The problem: Search the entries for the word "redirected". Copy each line in which it is found.

Dataset items
►
//! Security middleware: authentication, role authorization and CORS.
//!
//! - [`AuthMiddleware`] (`auth`): requires a live session.
//! - [`RoleMiddleware`] (`role:<Name>,...`): requires one of the listed roles.
//! - [`CorsMiddleware`] (`api`): Cross-Origin Resource Sharing header injection
//!   and preflight (`OPTIONS`) short-circuiting.
//!
//! API requests (see [`Context::wants_json`]) are refused with a JSON error
//! body; browser requests are redirected.

use percent_encoding::{NON_ALPHANUMERIC, utf8_percent_encode};
use serde_json::json;
use tracing::debug;

use crate::{
    Method, Response, StatusCode,
    context::Context,
    middleware::{Middleware, Next},
};

fn refuse(status: StatusCode, message: &str) -> Response {
    Response::json(status, &json!({ "success": false, "message": message }))
}

/// Requires a logged-in user.
///
/// Anonymous browser requests are redirected to `login?redirect=<path>` so the
/// login form can send the user back; API requests get `401 Unauthorized`.
pub struct AuthMiddleware;

impl Middleware for AuthMiddleware {
    fn handle(&self, ctx: Context, next: Next<'_>) -> Response {
        if ctx.is_logged_in() {
            return next.run(ctx);
        }

        debug!(path = ctx.request().path(), "anonymous request refused");
        if ctx.wants_json() {
            return refuse(StatusCode::Unauthorized, "No autenticado");
        }

        let back = utf8_percent_encode(ctx.request().path(), NON_ALPHANUMERIC).to_string();
        Response::redirect(ctx.config().url(&format!("login?redirect={back}")))
    }
}

/// Requires the session role to be one of `roles`.
///
/// Built from a `role:Administrador,Evaluador` directive. Browser requests
/// without the role are redirected to the `403` page; API requests get
/// `403 Forbidden`. An anonymous request is refused the same way, so the
/// directive also works without a preceding `auth`.
pub struct RoleMiddleware {
    roles: Vec<String>,
}

impl RoleMiddleware {
    pub fn new<S: Into<String>>(roles: impl IntoIterator<Item = S>) -> Self {
        Self {
            roles: roles.into_iter().map(Into::into).collect(),
        }
    }
}

impl Middleware for RoleMiddleware {
    fn handle(&self, ctx: Context, next: Next<'_>) -> Response {
        let roles: Vec<&str> = self.roles.iter().map(String::as_str).collect();
        if ctx.has_role(&roles) {
            return next.run(ctx);
        }

        debug!(path = ctx.request().path(), required = ?self.roles, "role check failed");
        if ctx.wants_json() {
            return refuse(StatusCode::Forbidden, "No autorizado");
        }
        Response::redirect(ctx.config().url("403"))
    }
}

/// CORS middleware: validates the `Origin` header, handles preflight requests,
/// and injects `Access-Control-*` headers on actual responses.
///
/// Constructed via [`CorsMiddleware::new`] and further configured through the
/// builder methods [`allow_origin`](Self::allow_origin),
/// [`allow_method`](Self::allow_method), and [`allow_header`](Self::allow_header).
///
/// # Behavior
///
/// - If no `Origin` header is present the request passes through unmodified.
/// - If the origin is not in the allow-list the request passes through unmodified.
/// - `OPTIONS` preflight requests are short-circuited with `204 No Content` and the
///   appropriate `Access-Control-*` headers; the action is **not** called.
/// - For all other requests the action runs normally and the CORS headers are
///   appended to the response.
/// - Specific origins are echoed back with `Vary: Origin`; the wildcard is not.
///
/// # Examples
///
/// ```rust
/// use captacion::security::CorsMiddleware;
///
/// let cors = CorsMiddleware::new()
///     .allow_origin("https://panel.example.com")
///     .allow_header("X-Requested-With");
/// ```
pub struct CorsMiddleware {
    allowed_origins: Vec<String>,
    allowed_methods: Vec<String>,
    allowed_headers: Vec<String>,
}

impl Default for CorsMiddleware {
    fn default() -> Self {
        Self::new()
    }
}

impl CorsMiddleware {
    /// Creates a `CorsMiddleware` with permissive defaults.
    ///
    /// | Setting          | Default value                          |
    /// |------------------|----------------------------------------|
    /// | Allowed origins  | `*` (all origins)                      |
    /// | Allowed methods  | `GET`, `POST`, `OPTIONS`               |
    /// | Allowed headers  | `Content-Type`, `Authorization`        |
    pub fn new() -> Self {
        Self {
            allowed_origins: vec!["*".to_owned()],
            allowed_methods: vec!["GET".to_owned(), "POST".to_owned(), "OPTIONS".to_owned()],
            allowed_headers: vec!["Content-Type".to_owned(), "Authorization".to_owned()],
        }
    }

    /// Only the given origins, instead of the `*` default.
    pub fn with_origins<S: Into<String>>(origins: impl IntoIterator<Item = S>) -> Self {
        Self {
            allowed_origins: origins.into_iter().map(Into::into).collect(),
            ..Self::new()
        }
    }

    /// Adds an allowed origin. `"*"` permits every origin.
    #[must_use]
    pub fn allow_origin(mut self, origin: impl Into<String>) -> Self {
        self.allowed_origins.push(origin.into());
        self
    }

    /// Adds an allowed HTTP method, sent verbatim in
    /// `Access-Control-Allow-Methods`.
    #[must_use]
    pub fn allow_method(mut self, method: impl Into<String>) -> Self {
        self.allowed_methods.push(method.into());
        self
    }

    /// Adds an allowed request header, sent verbatim in
    /// `Access-Control-Allow-Headers`.
    #[must_use]
    pub fn allow_header(mut self, header: impl Into<String>) -> Self {
        self.allowed_headers.push(header.into());
        self
    }

    // The `Access-Control-Allow-Origin` value for `origin`, if allowed.
    fn allowed(&self, origin: &str) -> Option<String> {
        if self.allowed_origins.iter().any(|o| o == "*") {
            Some("*".to_owned())
        } else if self.allowed_origins.iter().any(|o| o == origin) {
            Some(origin.to_owned())
        } else {
            None
        }
    }
}

impl Middleware for CorsMiddleware {
    fn handle(&self, ctx: Context, next: Next<'_>) -> Response {
        let Some(origin) = ctx.request().headers().get("origin") else {
            return next.run(ctx);
        };
        let Some(allow_origin) = self.allowed(origin) else {
            return next.run(ctx);
        };

        let methods = self.allowed_methods.join(", ");
        let headers = self.allowed_headers.join(", ");
        let is_wildcard = allow_origin == "*";

        if ctx.request().method() == &Method::Options {
            let mut resp = Response::new(StatusCode::NoContent)
                .header("Access-Control-Allow-Origin", &allow_origin)
                .header("Access-Control-Allow-Methods", &methods)
                .header("Access-Control-Allow-Headers", &headers)
                .header("Access-Control-Max-Age", "3600");
            if !is_wildcard {
                resp.add_header("Vary", "Origin");
            }
            return resp;
        }

        let mut resp = next.run(ctx);
        resp.add_header("Access-Control-Allow-Origin", &allow_origin);
        resp.add_header("Access-Control-Allow-Methods", &methods);
        resp.add_header("Access-Control-Allow-Headers", &headers);
        if !is_wildcard {
            resp.add_header("Vary", "Origin");
        }
        resp
    }
}

#[cfg(test)]
mod tests {
    use super::*;
    use crate::context::tests::{context, context_from};
    use crate::models::rol;
    use crate::session::{COOKIE_NAME, Session, SessionStore};
    use std::sync::Arc;
    use std::time::Duration;

    fn ok(_ctx: Context) -> Response {
        Response::new(StatusCode::Ok)
    }

    fn run(layer: impl Middleware + 'static, ctx: Context) -> Response {
        let layers: Vec<Arc<dyn Middleware>> = vec![Arc::new(layer)];
        Next::new(&layers, &ok).run(ctx)
    }

    fn as_role(role: &str, path: &str, extra: &str) -> Context {
        let sessions = SessionStore::new(Duration::from_secs(60));
        let token = sessions.create(Session::new(1, role));
        let raw = format!("GET {path} HTTP/1.1\r\nCookie: {COOKIE_NAME}={token}\r\n{extra}\r\n");
        context_from(raw.as_bytes(), sessions)
    }

    fn raw(method: &str, path: &str, headers: &str) -> Context {
        let raw = format!("{method} {path} HTTP/1.1\r\n{headers}\r\n");
        context_from(raw.as_bytes(), SessionStore::new(Duration::from_secs(60)))
    }

    // ── AuthMiddleware ────────────────────────────────────────────────────────

    #[test]
    fn auth_redirects_browser_to_login_with_return_path() {
        let res = run(AuthMiddleware, context("GET", "/admin/zonas"));
        assert_eq!(res.status(), StatusCode::Found);
        assert_eq!(
            res.headers().get("location"),
            Some("/login?redirect=%2Fadmin%2Fzonas")
        );
    }

    #[test]
    fn auth_answers_api_with_401() {
        let res = run(AuthMiddleware, context("GET", "/api/centros"));
        assert_eq!(res.status(), StatusCode::Unauthorized);
        let body: serde_json::Value = serde_json::from_slice(res.content()).unwrap();
        assert_eq!(body["success"], false);
    }

    #[test]
    fn auth_passes_logged_in_user() {
        let res = run(AuthMiddleware, as_role(rol::ATLETA, "/", ""));
        assert_eq!(res.status(), StatusCode::Ok);
    }

    // ── RoleMiddleware ────────────────────────────────────────────────────────

    #[test]
    fn role_accepts_any_listed_role() {
        let mw = RoleMiddleware::new([rol::ADMINISTRADOR, rol::EVALUADOR]);
        let res = run(mw, as_role(rol::EVALUADOR, "/admin/zonas", ""));
        assert_eq!(res.status(), StatusCode::Ok);
    }

    #[test]
    fn role_redirects_browser_to_403() {
        let mw = RoleMiddleware::new([rol::ADMINISTRADOR]);
        let res = run(mw, as_role(rol::ATLETA, "/admin/zonas", ""));
        assert_eq!(res.status(), StatusCode::Found);
        assert_eq!(res.headers().get("location"), Some("/403"));
    }

    #[test]
    fn role_answers_api_with_403() {
        let mw = RoleMiddleware::new([rol::EVALUADOR]);
        let res = run(mw, as_role(rol::ATLETA, "/api/resultados/guardar", ""));
        assert_eq!(res.status(), StatusCode::Forbidden);
    }

    // ── CorsMiddleware ────────────────────────────────────────────────────────

    #[test]
    fn cors_without_origin_passes_through() {
        let res = run(CorsMiddleware::new(), context("GET", "/api/centros"));
        assert_eq!(res.status(), StatusCode::Ok);
        assert!(!res.headers().contains("access-control-allow-origin"));
    }

    #[test]
    fn cors_wildcard_decorates_response() {
        let ctx = raw("GET", "/api/centros", "Origin: https://app.example.com\r\n");
        let res = run(CorsMiddleware::new(), ctx);
        assert_eq!(res.status(), StatusCode::Ok);
        assert_eq!(res.headers().get("access-control-allow-origin"), Some("*"));
        assert!(!res.headers().contains("vary"));
    }

    #[test]
    fn cors_preflight_short_circuits() {
        let ctx = raw("OPTIONS", "/api/login", "Origin: https://app.example.com\r\n");
        let cors = CorsMiddleware::with_origins(["https://app.example.com"]);
        let res = run(cors, ctx);
        assert_eq!(res.status(), StatusCode::NoContent);
        assert_eq!(
            res.headers().get("access-control-allow-origin"),
            Some("https://app.example.com")
        );
        assert_eq!(res.headers().get("access-control-max-age"), Some("3600"));
        assert_eq!(res.headers().get("vary"), Some("Origin"));
    }

    #[test]
    fn cors_rejected_origin_gets_no_headers() {
        let ctx = raw("GET", "/api/centros", "Origin: https://evil.example.com\r\n");
        let cors = CorsMiddleware::with_origins(["https://app.example.com"]);
        let res = run(cors, ctx);
        assert!(!res.headers().contains("access-control-allow-origin"));
    }
}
◄
Reply:
//! body; browser requests are redirected.
/// Anonymous browser requests are redirected to `login?redirect=<path>` so the
/// without the role are redirected to the `403` page; API requests get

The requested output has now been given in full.